Political decisions the Emir made after consulting the heavens. Not listening to a pet astrologer, though that would have been bad enough, but asking questions of the constellations themselves. And when he spoke, in public or private, reports had it that he spoke only in complex couplets, perfectly cadenced and delivered after long thought.

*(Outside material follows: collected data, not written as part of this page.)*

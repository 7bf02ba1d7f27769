//! Task-combinator helpers used for independent I/O fan-out: joining two
//! lookups, awaiting a whole collection, and bounding the concurrency of
//! large scans (index hashing, tree walks).
//!
//! Cancellation uses `tokio-util`'s [`CancellationToken`]: a token travels
//! with the repository handle and is observed at suspension points, turning
//! into [`GitError::Cancelled`]. Dropping a future remains the native
//! cancellation path.

use std::future::Future;

use futures::{StreamExt, TryStreamExt, stream};
pub use tokio_util::sync::CancellationToken;

use crate::errors::GitError;

/// Await two fallible tasks concurrently, propagating the first failure.
pub async fn join<A, B, RA, RB>(a: A, b: B) -> Result<(RA, RB), GitError>
where
    A: Future<Output = Result<RA, GitError>>,
    B: Future<Output = Result<RB, GitError>>,
{
    tokio::try_join!(a, b)
}

/// Await three fallible tasks concurrently, propagating the first failure.
pub async fn join3<A, B, C, RA, RB, RC>(a: A, b: B, c: C) -> Result<(RA, RB, RC), GitError>
where
    A: Future<Output = Result<RA, GitError>>,
    B: Future<Output = Result<RB, GitError>>,
    C: Future<Output = Result<RC, GitError>>,
{
    tokio::try_join!(a, b, c)
}

/// Concurrent fan-out over a collection, unbounded.
pub async fn when_all<I, F, T>(futures: I) -> Result<Vec<T>, GitError>
where
    I: IntoIterator<Item = F>,
    F: Future<Output = Result<T, GitError>>,
{
    futures::future::try_join_all(futures).await
}

/// Concurrent fan-out with at most `limit` tasks in flight.
///
/// Results are returned in input order regardless of completion order.
pub async fn when_all_bounded<I, F, T>(limit: usize, futures: I) -> Result<Vec<T>, GitError>
where
    I: IntoIterator<Item = F>,
    F: Future<Output = Result<T, GitError>>,
{
    stream::iter(futures)
        .map(Ok::<_, GitError>)
        .try_buffered(limit.max(1))
        .try_collect()
        .await
}

/// A concurrency scope binding a cancellation token to a fan-out bound.
///
/// Long scans (working-directory hashing, recursive tree walks) run their
/// per-item work through a scope so both the bound and the token apply
/// uniformly.
#[derive(Clone)]
pub struct ConcurrentScope {
    token: CancellationToken,
    limit: usize,
}

impl ConcurrentScope {
    pub fn new(token: CancellationToken, limit: usize) -> ConcurrentScope {
        ConcurrentScope {
            token,
            limit: limit.max(1),
        }
    }

    /// Fail fast if the scope's token has fired.
    pub fn ensure_alive(&self) -> Result<(), GitError> {
        if self.token.is_cancelled() {
            Err(GitError::Cancelled)
        } else {
            Ok(())
        }
    }

    pub fn token(&self) -> &CancellationToken {
        &self.token
    }

    /// Run the futures with the scope's bound, checking cancellation before
    /// dispatching each item.
    pub async fn run_all<I, F, T>(&self, futures: I) -> Result<Vec<T>, GitError>
    where
        I: IntoIterator<Item = F>,
        F: Future<Output = Result<T, GitError>>,
    {
        let token = self.token.clone();
        stream::iter(futures.into_iter().map(move |fut| {
            let token = token.clone();
            async move {
                if token.is_cancelled() {
                    return Err(GitError::Cancelled);
                }
                fut.await
            }
        }))
        .map(Ok::<_, GitError>)
        .try_buffered(self.limit)
        .try_collect()
        .await
    }
}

Among the Berber tribes, who still traversed the empty sands and rock seas with little care for international borders, he was regarded as North Africa’s sole sane ruler. It was a minority opinion and one with which it was obvious Major Halim didn’t agree.

“So tell me,” said Raf, “who am I?”

The major looked at the young princeling in the black leather coat, the dark glasses and black gloves whose pale hair blew in the slight night breeze. “The son of the Emir of Tunis,” he said without hesitation.

Raf nodded and offered his hand. This time they shook.

“Very touching,” said Zara. “Now if you’ve both finished with the male-bonding shit, perhaps Major Halim could escort me home. Of course,” she added crossly, “if this wasn’t El Isk I could get myself home. Since I’m perfectly capable of walking, chewing gum and looking where I’m going at the same time. But since this
is
Iskandryia and any woman alone at night is
obviously
a prostitute…”

Raf grinned. Then smiled some more at Major Halim’s discomfort. “This is nothing,” he said, “you wait until you know her better and she gets really cross.”

“Better…?”
The major executed a tiny bow in Zara’s direction. “Much as I’d welcome the chance to get to know Miss Quitrimala better, I’m afraid that’s impossible.” His tone was genuinely regretful.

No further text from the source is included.